Word for word, restate the lines of the data from the first through the one containing "for notification operations", and nothing else.

Records: Begin

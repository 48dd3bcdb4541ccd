use chrono::{DateTime, NaiveDateTime, Utc};
use serde::{Deserialize, Deserializer};

/// Parse a backend timestamp. Accepts RFC 3339 and the bare `YYYY-MM-DD HH:MM:SS` form
/// some endpoints emit (interpreted as UTC).
pub fn parse_timestamp(raw: &str) -> Option<DateTime<Utc>> {
    let raw = raw.trim();
    if let Ok(ts) = DateTime::parse_from_rfc3339(raw) {
        return Some(ts.with_timezone(&Utc));
    }
    ["%Y-%m-%d %H:%M:%S", "%Y-%m-%dT%H:%M:%S", "%Y-%m-%d %H:%M:%S%.f"]
        .iter()
        .find_map(|fmt| NaiveDateTime::parse_from_str(raw, fmt).ok())
        .map(|naive| naive.and_utc())
}

/// Serde helper: optional, lenient timestamp. Unparseable values become `None`.
pub fn deserialize_optional_timestamp<'de, D>(deserializer: D) -> Result<Option<DateTime<Utc>>, D::Error>
where
    D: Deserializer<'de>,
{
    let raw: Option<String> = Option::deserialize(deserializer)?;
    Ok(raw.as_deref().and_then(parse_timestamp))
}

/// Relative label used by the notification lists ("Just now", "5m ago", ...).
pub fn format_relative(timestamp: DateTime<Utc>, now: DateTime<Utc>) -> String {
    let elapsed = now.signed_duration_since(timestamp);
    let minutes = elapsed.num_minutes();
    let hours = elapsed.num_hours();
    let days = elapsed.num_days();

    if minutes < 1 {
        "Just now".to_string()
    } else if minutes < 60 {
        format!("{}m ago", minutes)
    } else if hours < 24 {
        format!("{}h ago", hours)
    } else if days < 7 {
        format!("{}d ago", days)
    } else {
        timestamp.format("%Y-%m-%d").to_string()
    }
}
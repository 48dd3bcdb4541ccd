// src/error.rs

/// Result type for notification operations
pub type Result<T> = std::result::Result<T, NotificationError>;

/// Errors that can occur while talking to the backend or touching local state
#[derive(Debug, thiserror::Error)]
pub enum NotificationError {
    #[error("HTTP transport error: {0}")]
    Http(#[from] reqwest::Error),

    #[error("Backend returned {status}: {body}")]
    Status { status: u16, body: String },

    #[error("Failed to decode backend payload: {0}")]
    Decode(#[from] serde_json::Error),

    #[error("Local storage error: {0}")]
    Storage(String),

    #[error("Invalid configuration: {0}")]
    Config(String),

    #[error("Not authenticated")]
    NotAuthenticated,
}

impl From<std::io::Error> for NotificationError {
    fn from(e: std::io::Error) -> Self {
        NotificationError::Storage(e.to_string())
    }
}

impl NotificationError {
    /// Backend status code, if the failure was a non-2xx response.
    pub fn status(&self) -> Option<u16> {
        match self {
            NotificationError::Status { status, .. } => Some(*status),
            NotificationError::Http(e) => e.status().map(|s| s.as_u16()),
            _ => None,
        }
    }
}
//! Interruptive popup: the payload being shown and the tiered presentation state machine.

use crate::models::{
    Action, ButtonSlot, CampaignNotification, CampaignTiers, DeliveryType, HeartbeatItem,
    NotificationId, PushPayload, TierView,
};

/// Presentation tier of the current popup.
#[derive(Debug, Clone, Copy, PartialEq, Eq, Default)]
pub enum PopupState {
    #[default]
    Closed,
    Collapsed,
    Expanded,
    Fullscreen,
}

/// User input driving [`PopupState`].
#[derive(Debug, Clone, Copy, PartialEq, Eq)]
pub enum PopupEvent {
    /// Tap on the popup body: one level up.
    Tap,
    /// Collapse / back gesture: one level down, closing from the banner.
    Back,
    Close,
    /// A dismiss, navigate or open-link action finished.
    ActionCompleted,
}

impl PopupState {
    /// Transition table. `Closed` is terminal.
    pub fn next(self, event: PopupEvent) -> PopupState {
        use PopupEvent::*;
        use PopupState::*;

        match (self, event) {
            (Closed, _) => Closed,
            (_, Close) | (_, ActionCompleted) => Closed,
            (Collapsed, Tap) => Expanded,
            (Expanded, Tap) => Fullscreen,
            (Fullscreen, Tap) => Fullscreen,
            (Collapsed, Back) => Closed,
            (Expanded, Back) => Collapsed,
            (Fullscreen, Back) => Expanded,
        }
    }

    pub fn is_open(self) -> bool {
        self != PopupState::Closed
    }
}

/// What the popup shows, independent of which tier is visible.
#[derive(Debug, Clone, PartialEq)]
pub struct PopupNotification {
    pub id: NotificationId,
    pub title: Option<String>,
    pub message: Option<String>,
    pub kind: DeliveryType,
    pub image_url: Option<String>,
    pub action: Option<Action>,
    pub tiers: CampaignTiers,
    pub is_read: bool,
}

impl From<&HeartbeatItem> for PopupNotification {
    fn from(item: &HeartbeatItem) -> Self {
        Self {
            id: item.notification_id,
            title: item.title.clone(),
            message: item.message.clone(),
            kind: item.delivery_type(),
            image_url: item.image_url.clone(),
            action: item
                .action_type
                .as_deref()
                .and_then(|t| Action::from_parts(t, item.action_data.as_ref())),
            tiers: item.tiers.clone(),
            is_read: false,
        }
    }
}

impl From<&CampaignNotification> for PopupNotification {
    fn from(campaign: &CampaignNotification) -> Self {
        Self {
            id: campaign.id,
            title: campaign.tiers.collapsed_title.clone(),
            message: campaign.tiers.collapsed_message.clone(),
            kind: DeliveryType::Popup,
            image_url: None,
            action: None,
            tiers: campaign.tiers.clone(),
            is_read: campaign.is_read,
        }
    }
}

impl PopupNotification {
    /// Popup for a foreground push, if it carries an id and a popup-eligible type.
    pub fn from_push(payload: &PushPayload) -> Option<Self> {
        let kind = payload.delivery_type();
        if !kind.is_popup_eligible() {
            return None;
        }
        Some(Self {
            id: payload.data.notification_id?,
            title: payload.title.clone(),
            message: payload.body.clone(),
            kind,
            image_url: payload.data.image_url.clone(),
            action: payload.action(),
            tiers: CampaignTiers::default(),
            is_read: false,
        })
    }
}

/// The single popup currently surfaced, plus its tier.
#[derive(Debug, Clone, PartialEq)]
pub struct PopupSession {
    pub notification: PopupNotification,
    pub state: PopupState,
}

impl PopupSession {
    /// New arrivals always start as the collapsed banner.
    pub fn new(notification: PopupNotification) -> Self {
        Self {
            notification,
            state: PopupState::Collapsed,
        }
    }

    /// Applies `event`; returns the resulting state.
    pub fn apply(&mut self, event: PopupEvent) -> PopupState {
        self.state = self.state.next(event);
        self.state
    }

    /// Content of the visible tier. `None` once closed.
    pub fn view(&self) -> Option<TierView> {
        let n = &self.notification;
        let (title, message) = (n.title.as_ref(), n.message.as_ref());
        match self.state {
            PopupState::Closed => None,
            PopupState::Collapsed => Some(n.tiers.collapsed(title, message)),
            PopupState::Expanded => Some(n.tiers.expanded(title, message)),
            PopupState::Fullscreen => Some(n.tiers.fullscreen(title, message)),
        }
    }

    /// Action bound to a button of the visible tier.
    pub fn button_action(&self, slot: ButtonSlot) -> Option<Action> {
        self.view()?.button(slot)?.action.clone()
    }
}

#[cfg(test)]
mod tests {
    use super::*;
    use serde_json::json;

    #[test]
    fn transition_table() {
        use PopupEvent::*;
        use PopupState::*;

        assert_eq!(Collapsed.next(Tap), Expanded);
        assert_eq!(Expanded.next(Tap), Fullscreen);
        assert_eq!(Fullscreen.next(Tap), Fullscreen);
        assert_eq!(Fullscreen.next(Back), Expanded);
        assert_eq!(Expanded.next(Back), Collapsed);
        assert_eq!(Collapsed.next(Back), Closed);
        for state in [Collapsed, Expanded, Fullscreen] {
            assert_eq!(state.next(Close), Closed);
            assert_eq!(state.next(ActionCompleted), Closed);
        }
        for event in [Tap, Back, Close, ActionCompleted] {
            assert_eq!(Closed.next(event), Closed);
        }
    }

    #[test]
    fn session_starts_collapsed_and_resolves_views() {
        let item: HeartbeatItem = serde_json::from_value(json!({
            "notification_id": 7,
            "type": "popup",
            "title": "T",
            "message": "M",
            "expanded_button_1_text": "Go",
            "expanded_button_1_action": {"type": "open_url", "url": "https://example.com"}
        }))
        .unwrap();
        let mut session = PopupSession::new(PopupNotification::from(&item));
        assert_eq!(session.state, PopupState::Collapsed);
        assert_eq!(session.view().unwrap().title, "T");
        assert!(session.button_action(ButtonSlot::Primary).is_none());

        session.apply(PopupEvent::Tap);
        assert_eq!(
            session.button_action(ButtonSlot::Primary),
            Some(Action::OpenUrl { url: "https://example.com".into() })
        );

        session.apply(PopupEvent::Close);
        assert!(session.view().is_none());
    }

    #[test]
    fn push_without_popup_type_is_not_surfaced() {
        let push: PushPayload = serde_json::from_value(json!({
            "title": "Hi",
            "data": {"notificationId": 3, "type": "push"}
        }))
        .unwrap();
        assert!(PopupNotification::from_push(&push).is_none());

        let push: PushPayload = serde_json::from_value(json!({
            "title": "Hi",
            "body": "There",
            "data": {"notificationId": 3, "type": "fullscreen"}
        }))
        .unwrap();
        let popup = PopupNotification::from_push(&push).unwrap();
        assert_eq!(popup.id, 3);
        assert_eq!(popup.message.as_deref(), Some("There"));
    }
}
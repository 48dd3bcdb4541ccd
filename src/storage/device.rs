//! Locally generated device identity used for guest tracking and heartbeats.

use std::sync::{Arc, OnceLock};

use tracing::info;
use uuid::Uuid;

use crate::error::Result;
use crate::storage::KeyValueStore;

pub const DEVICE_ID_KEY: &str = "device_id";
pub const PUSH_TOKEN_KEY: &str = "push_token";

pub struct DeviceIdentity {
    store: Arc<dyn KeyValueStore>,
    device_id: OnceLock<String>,
}

impl DeviceIdentity {
    pub fn new(store: Arc<dyn KeyValueStore>) -> Self {
        Self {
            store,
            device_id: OnceLock::new(),
        }
    }

    /// Stored device id, generating and persisting a UUID v4 on first use.
    pub fn device_id(&self) -> Result<String> {
        if let Some(id) = self.device_id.get() {
            return Ok(id.clone());
        }

        let id = match self.store.get(DEVICE_ID_KEY)? {
            Some(id) if !id.is_empty() => id,
            _ => {
                let id = Uuid::new_v4().to_string();
                self.store.set(DEVICE_ID_KEY, &id)?;
                info!(device_id = %id, "generated new device id");
                id
            }
        };

        Ok(self.device_id.get_or_init(|| id).clone())
    }

    /// Push token from the last successful registration.
    pub fn push_token(&self) -> Result<Option<String>> {
        self.store.get(PUSH_TOKEN_KEY)
    }

    pub fn remember_push_token(&self, token: &str) -> Result<()> {
        self.store.set(PUSH_TOKEN_KEY, token)
    }

    pub fn forget_push_token(&self) -> Result<()> {
        self.store.remove(PUSH_TOKEN_KEY)
    }
}
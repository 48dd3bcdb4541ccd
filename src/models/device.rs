// src/models/device.rs
use serde::{Deserialize, Serialize};

#[derive(Debug, Clone, Copy, PartialEq, Eq, Serialize, Deserialize)]
#[serde(rename_all = "lowercase")]
pub enum Platform {
    Ios,
    Android,
    Web,
    Linux,
    Macos,
    Windows,
}

impl Platform {
    /// Platform string for the current build target.
    pub fn current() -> Self {
        #[cfg(target_os = "ios")]
        return Platform::Ios;
        #[cfg(target_os = "android")]
        return Platform::Android;
        #[cfg(target_os = "macos")]
        return Platform::Macos;
        #[cfg(target_os = "windows")]
        return Platform::Windows;
        #[cfg(target_os = "linux")]
        return Platform::Linux;
        #[cfg(not(any(
            target_os = "ios",
            target_os = "android",
            target_os = "macos",
            target_os = "windows",
            target_os = "linux"
        )))]
        return Platform::Web;
    }
}

/// Body of `POST /notifications/device-token`. Idempotent on the backend.
#[derive(Debug, Clone, Serialize, Deserialize, PartialEq)]
#[serde(rename_all = "camelCase")]
pub struct DeviceRegistration {
    pub device_token: String,
    pub platform: Platform,
    pub device_id: String,
    pub device_name: Option<String>,
}

/// Body of `DELETE /notifications/device-token`.
#[derive(Debug, Clone, Serialize, Deserialize)]
#[serde(rename_all = "camelCase")]
pub struct DeviceTokenRemoval {
    pub device_token: String,
}

#[derive(Debug, Clone, Default, Deserialize, PartialEq)]
pub struct RegistrationAck {
    #[serde(default)]
    pub success: bool,
    #[serde(default)]
    pub message: Option<String>,
}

Records: End

Answer below:
repository 48dd3bcdb4541ccd
use chrono::{DateTime, NaiveDateTime, Utc};
use serde::{Deserialize, Deserializer};

/// Parse a backend timestamp. Accepts RFC 3339 and the bare `YYYY-MM-DD HH:MM:SS` form
/// some endpoints emit (interpreted as UTC).
pub fn parse_timestamp(raw: &str) -> Option<DateTime<Utc>> {
    let raw = raw.trim();
    if let Ok(ts) = DateTime::parse_from_rfc3339(raw) {
        return Some(ts.with_timezone(&Utc));
    }
    ["%Y-%m-%d %H:%M:%S", "%Y-%m-%dT%H:%M:%S", "%Y-%m-%d %H:%M:%S%.f"]
        .iter()
        .find_map(|fmt| NaiveDateTime::parse_from_str(raw, fmt).ok())
        .map(|naive| naive.and_utc())
}

/// Serde helper: optional, lenient timestamp. Unparseable values become `None`.
pub fn deserialize_optional_timestamp<'de, D>(deserializer: D) -> Result<Option<DateTime<Utc>>, D::Error>
where
    D: Deserializer<'de>,
{
    let raw: Option<String> = Option::deserialize(deserializer)?;
    Ok(raw.as_deref().and_then(parse_timestamp))
}

/// Relative label used by the notification lists ("Just now", "5m ago", ...).
pub fn format_relative(timestamp: DateTime<Utc>, now: DateTime<Utc>) -> String {
    let elapsed = now.signed_duration_since(timestamp);
    let minutes = elapsed.num_minutes();
    let hours = elapsed.num_hours();
    let days = elapsed.num_days();

    if minutes < 1 {
        "Just now".to_string()
    } else if minutes < 60 {
        format!("{}m ago", minutes)
    } else if hours < 24 {
        format!("{}h ago", hours)
    } else if days < 7 {
        format!("{}d ago", days)
    } else {
        timestamp.format("%Y-%m-%d").to_string()
    }
}
repository 48dd3bcdb4541ccd
// src/error.rs

/// Result type for notification operations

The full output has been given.